Microsoft has introduced its Microsoft 365 Copilot chatbot, which uses generative artificial intelligence (AI) technology based on GPT-4, a large language model (LLM) created by OpenAI, to automate various tasks in multiple Microsoft office apps. The company is currently testing Microsoft 365 Copilot with 20 customers, including eight Fortune 500 enterprises, in order to “get feedback and improve our product as we scale.”
Microsoft has integrated the GPT-4 and ChatGPT functionality with Word, Excel, Teams, PowerPoint, Outlook, Power Platform, Viva, and other apps to enable users to pull data together to create everything from marketing campaigns and business proposals to slide presentations. Copilot combines a large language model (LLM) with the 365 suite and the user data contained therein. Through the use of a chatbot interface and natural language processing, users can ask questions of Copilot and receive human-like responses, summarize online chats, and generate business products.
Copilot in Word, for example, can jump-start the creative process by giving a user a first draft to edit and iterate on — saving hours in writing, sourcing, and editing time, Microsoft said in a blog post. Microsoft CEO Satya Nadella said the new 365 Copilot chatbot will “radically transform how computers help us think, plan and act.

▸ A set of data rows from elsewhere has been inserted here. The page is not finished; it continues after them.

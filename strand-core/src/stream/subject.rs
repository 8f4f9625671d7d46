//! Subject Implementation
//!
//! A Subject is a hot, multicast push-stream: every value passed to
//! [`Subject::next`] is delivered synchronously to every current observer, in
//! the order the observers subscribed. Subjects back transient event channels
//! (hook invocations, manual triggers) where late subscribers should not see
//! earlier values.
//!
//! # Re-entrancy
//!
//! The observer list is snapshotted before delivery and no lock is held while
//! callbacks run, so an observer may call `next`, `subscribe` or
//! `unsubscribe` on the same subject from inside its callback.

use std::sync::atomic::{AtomicBool, AtomicU64, Ordering};
use std::sync::{Arc, Weak};

use indexmap::IndexMap;
use parking_lot::Mutex;

use super::observable::{Observable, Observer, Stream};
use super::subscription::{Subscription, SubscriptionId};

/// Counter for generating unique stream IDs.
static STREAM_ID_COUNTER: AtomicU64 = AtomicU64::new(0);

/// Generate a new unique stream ID.
pub(crate) fn next_stream_id() -> u64 {
    STREAM_ID_COUNTER.fetch_add(1, Ordering::Relaxed)
}

struct SubjectInner<T> {
    id: u64,
    observers: Mutex<IndexMap<SubscriptionId, Observer<T>>>,
    completed: AtomicBool,
}

/// A plain multicast push-stream.
///
/// Cloning a subject yields another handle to the same stream.
pub struct Subject<T> {
    inner: Arc<SubjectInner<T>>,
}

impl<T> Subject<T>
where
    T: Clone + Send + Sync + 'static,
{
    /// Create a new subject with no observers.
    pub fn new() -> Self {
        Self {
            inner: Arc::new(SubjectInner {
                id: next_stream_id(),
                observers: Mutex::new(IndexMap::new()),
                completed: AtomicBool::new(false),
            }),
        }
    }

    /// Get the subject's unique ID.
    pub fn id(&self) -> u64 {
        self.inner.id
    }

    /// Push a value to every current observer.
    ///
    /// Ignored once the subject has completed.
    pub fn next(&self, value: T) {
        self.emit(&value);
    }

    pub(crate) fn emit(&self, value: &T) {
        if self.is_completed() {
            return;
        }
        let observers: Vec<Observer<T>> = self.inner.observers.lock().values().cloned().collect();
        for observer in observers {
            observer.next(value);
        }
    }

    /// Complete the subject. Observers receive completion and are dropped;
    /// later subscribers complete immediately.
    pub fn complete(&self) {
        if self.inner.completed.swap(true, Ordering::SeqCst) {
            return;
        }
        let observers = std::mem::take(&mut *self.inner.observers.lock());
        for (_, observer) in observers {
            observer.complete();
        }
    }

    /// Whether [`complete`](Self::complete) has been called.
    pub fn is_completed(&self) -> bool {
        self.inner.completed.load(Ordering::SeqCst)
    }

    /// Number of currently registered observers.
    pub fn observer_count(&self) -> usize {
        self.inner.observers.lock().len()
    }

    /// Erase into a read-only [`Stream`].
    pub fn stream(&self) -> Stream<T> {
        Stream::new(self.clone())
    }

    fn detach(inner: &Weak<SubjectInner<T>>, id: SubscriptionId) {
        if let Some(inner) = inner.upgrade() {
            inner.observers.lock().shift_remove(&id);
        }
    }
}

impl<T> Observable<T> for Subject<T>
where
    T: Clone + Send + Sync + 'static,
{
    fn subscribe_observer(&self, observer: Observer<T>) -> Subscription {
        if self.is_completed() {
            observer.complete();
            return Subscription::closed();
        }

        let subscription = Subscription::new();
        let id = subscription.id();
        self.inner.observers.lock().insert(id, observer);

        let weak = Arc::downgrade(&self.inner);
        subscription.add_teardown(move || Self::detach(&weak, id));
        subscription
    }
}

impl<T> Clone for Subject<T> {
    fn clone(&self) -> Self {
        Self {
            inner: Arc::clone(&self.inner),
        }
    }
}

impl<T> Default for Subject<T>
where
    T: Clone + Send + Sync + 'static,
{
    fn default() -> Self {
        Self::new()
    }
}

impl<T> std::fmt::Debug for Subject<T> {
    fn fmt(&self, f: &mut std::fmt::Formatter<'_>) -> std::fmt::Result {
        f.debug_struct("Subject")
            .field("id", &self.inner.id)
            .field("observer_count", &self.inner.observers.lock().len())
            .field("completed", &self.inner.completed.load(Ordering::SeqCst))
            .finish()
    }
}

#[cfg(test)]
mod tests {
    use super::*;
    use std::sync::atomic::AtomicI32;

    #[test]
    fn subject_notifies_in_subscription_order() {
        let subject: Subject<i32> = Subject::new();
        let order = Arc::new(Mutex::new(Vec::new()));

        for tag in ["first", "second", "third"] {
            let order = order.clone();
            subject.subscribe(move |v: &i32| order.lock().push((tag, *v)));
        }

        subject.next(1);
        assert_eq!(
            *order.lock(),
            vec![("first", 1), ("second", 1), ("third", 1)]
        );
    }

    #[test]
    fn late_subscriber_misses_earlier_values() {
        let subject: Subject<i32> = Subject::new();
        subject.next(1);

        let seen = Arc::new(Mutex::new(Vec::new()));
        let sink = seen.clone();
        subject.subscribe(move |v: &i32| sink.lock().push(*v));
        subject.next(2);

        assert_eq!(*seen.lock(), vec![2]);
    }

    #[test]
    fn unsubscribe_detaches_observer() {
        let subject: Subject<i32> = Subject::new();
        let calls = Arc::new(AtomicI32::new(0));
        let calls_clone = calls.clone();

        let subscription = subject.subscribe(move |_: &i32| {
            calls_clone.fetch_add(1, Ordering::SeqCst);
        });
        subject.next(1);
        subscription.unsubscribe();
        subject.next(2);

        assert_eq!(calls.load(Ordering::SeqCst), 1);
        assert_eq!(subject.observer_count(), 0);
    }

    #[test]
    fn completed_subject_rejects_new_subscribers() {
        let subject: Subject<i32> = Subject::new();
        let completions = Arc::new(AtomicI32::new(0));

        let c = completions.clone();
        subject.subscribe_observer(Observer::with_complete(
            |_| {},
            move || {
                c.fetch_add(1, Ordering::SeqCst);
            },
        ));
        subject.complete();
        subject.complete();

        let c = completions.clone();
        let late = subject.subscribe_observer(Observer::with_complete(
            |_| {},
            move || {
                c.fetch_add(1, Ordering::SeqCst);
            },
        ));

        assert!(late.is_closed());
        assert_eq!(completions.load(Ordering::SeqCst), 2);
    }

    #[test]
    fn observer_can_push_reentrantly() {
        let subject: Subject<i32> = Subject::new();
        let seen = Arc::new(Mutex::new(Vec::new()));

        let echo = subject.clone();
        subject.subscribe(move |v: &i32| {
            if *v < 3 {
                echo.next(v + 1);
            }
        });
        let sink = seen.clone();
        subject.subscribe(move |v: &i32| sink.lock().push(*v));

        subject.next(1);
        assert_eq!(*seen.lock(), vec![3, 2, 1]);
    }
}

Microsoft claims Copilot is more than OpenAI’s ChatGPT embedded into Microsoft 365. Officials referred to it as a “sophisticated processing and orchestration engine” that combines the power of LLMs, “including GPT-4,” with the Microsoft 365 apps and a user’s business data in the Microsoft Graph, which is now accessible to everyone through natural language. (Microsoft Graph is the company’s API developer platform that connects multiple services and devices.)
Microsoft has also introduced a new extension called Business Chat, which features Copilot and can be used to automate tasks in Microsoft’s office apps.
Microsoft
An example of Copilot in Word using meeting notes to create a draft proposal.

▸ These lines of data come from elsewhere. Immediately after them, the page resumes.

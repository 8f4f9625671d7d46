//! Lifecycle hooks and the destroyed signal.
//!
//! The host framework drives an instance through a fixed sequence of hook
//! calls and eventually destroys it. The binding engine only relies on three
//! facts: an instance was constructed, a hook method was invoked, and the
//! instance was destroyed.
//!
//! Destruction is modelled by a one-shot [`Deferred<()>`] per owner. Anything
//! implementing [`Lifecycle`] can own managed subscriptions; [`Instance`]
//! does, and [`LifecycleHandle`] is a detached token for hosts that want
//! managed subscriptions without a full instance.
//!
//! [`Instance`]: super::Instance

use crate::error::Result;
use crate::metadata::{
    declare_event, ChannelOptions, ClassToken, MetadataKey, MetadataStore, MetadataTarget,
    TargetId,
};
use crate::stream::{Deferred, Observable};

/// Set on an owner once its destroyed signal has fired.
const DESTROYED: MetadataKey = MetadataKey::new("strand:lifecycle:destroyed");

/// Set on an owner once the destroyed-flag watcher is installed.
const DESTROY_WATCHED: MetadataKey = MetadataKey::new("strand:lifecycle:watched");

/// Hook methods the host calls, in lifecycle order.
#[derive(Debug, Clone, Copy, PartialEq, Eq, Hash)]
pub enum LifecycleHook {
    OnChanges,
    OnInit,
    DoCheck,
    AfterContentInit,
    AfterContentChecked,
    AfterViewInit,
    AfterViewChecked,
    OnDestroy,
}

impl LifecycleHook {
    /// Every hook, in the order the host invokes them.
    pub const ALL: [LifecycleHook; 8] = [
        LifecycleHook::OnChanges,
        LifecycleHook::OnInit,
        LifecycleHook::DoCheck,
        LifecycleHook::AfterContentInit,
        LifecycleHook::AfterContentChecked,
        LifecycleHook::AfterViewInit,
        LifecycleHook::AfterViewChecked,
        LifecycleHook::OnDestroy,
    ];

    /// Name of the trigger method (and event channel) for this hook.
    pub fn method_name(&self) -> &'static str {
        match self {
            LifecycleHook::OnChanges => "on_changes",
            LifecycleHook::OnInit => "on_init",
            LifecycleHook::DoCheck => "do_check",
            LifecycleHook::AfterContentInit => "after_content_init",
            LifecycleHook::AfterContentChecked => "after_content_checked",
            LifecycleHook::AfterViewInit => "after_view_init",
            LifecycleHook::AfterViewChecked => "after_view_checked",
            LifecycleHook::OnDestroy => "on_destroy",
        }
    }

    /// Inverse of [`method_name`](Self::method_name).
    pub fn from_method_name(name: &str) -> Option<Self> {
        Self::ALL.into_iter().find(|hook| hook.method_name() == name)
    }
}

/// Bind `property` to the event channel of `hook` on `class`.
pub fn declare_hook(class: &ClassToken, hook: LifecycleHook, property: &str) -> Result<()> {
    declare_event(class, hook.method_name(), property, ChannelOptions::default())
}

/// An owner of managed subscriptions.
pub trait Lifecycle: MetadataTarget + Send + Sync {
    /// The owner's one-shot destroyed signal.
    fn destroyed(&self) -> Deferred<()>;
}

/// Whether `owner`'s destroyed signal has been observed.
pub fn is_destroyed(owner: &dyn MetadataTarget) -> bool {
    MetadataStore::get_own::<bool>(DESTROYED, owner).unwrap_or(false)
}

/// Install, once per owner, the watcher that flips the destroyed flag.
pub(crate) fn watch_destroyed<L>(owner: &L)
where
    L: Lifecycle + ?Sized,
{
    let id = owner.target_id();
    if MetadataStore::has_own(DESTROY_WATCHED, &id) {
        return;
    }
    MetadataStore::set(DESTROY_WATCHED, &id, true);

    owner.destroyed().subscribe(move |_| {
        if !is_destroyed(&id) {
            MetadataStore::set(DESTROYED, &id, true);
            tracing::debug!(owner = %id, "marked destroyed");
        }
    });
}

/// Remove every metadata entry of a departing owner except its destroyed mark.
pub(crate) fn release(id: TargetId) {
    let destroyed = is_destroyed(&id);
    MetadataStore::clear_target(id);
    if destroyed {
        MetadataStore::set(DESTROYED, &id, true);
    }
}

/// A detached lifecycle token: an identity plus a destroyed signal.
#[derive(Clone, Debug)]
pub struct LifecycleHandle {
    id: TargetId,
    destroyed: Deferred<()>,
}

impl LifecycleHandle {
    /// Fresh handle with its own identity.
    pub fn new() -> Self {
        Self::with_id(TargetId::new())
    }

    pub(crate) fn with_id(id: TargetId) -> Self {
        let handle = Self {
            id,
            destroyed: Deferred::new(),
        };
        watch_destroyed(&handle);
        handle
    }

    /// Identity of the owner.
    pub fn id(&self) -> TargetId {
        self.id
    }

    /// Fire the destroyed signal. Returns `false` if it had already fired.
    pub fn destroy(&self) -> bool {
        self.destroyed.resolve(())
    }

    /// Whether the destroyed signal has fired.
    pub fn is_destroyed(&self) -> bool {
        self.destroyed.is_resolved()
    }
}

impl Default for LifecycleHandle {
    fn default() -> Self {
        Self::new()
    }
}

impl MetadataTarget for LifecycleHandle {
    fn target_id(&self) -> TargetId {
        self.id
    }

    fn parent_target(&self) -> Option<&dyn MetadataTarget> {
        None
    }
}

impl Lifecycle for LifecycleHandle {
    fn destroyed(&self) -> Deferred<()> {
        self.destroyed.clone()
    }
}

“Sometimes Copilot will be right, other times usefully wrong — but it will always put you further ahead,” Jared Spartaro, Microsoft’s corporate vice president of Modern Work & Business Applications, said in the blog. “You’re always in control as the author, driving your unique ideas forward, prompting Copilot to shorten, rewrite or give feedback.”
Microsoft plans to provide additional details to customers about broader availability of the features at a future date.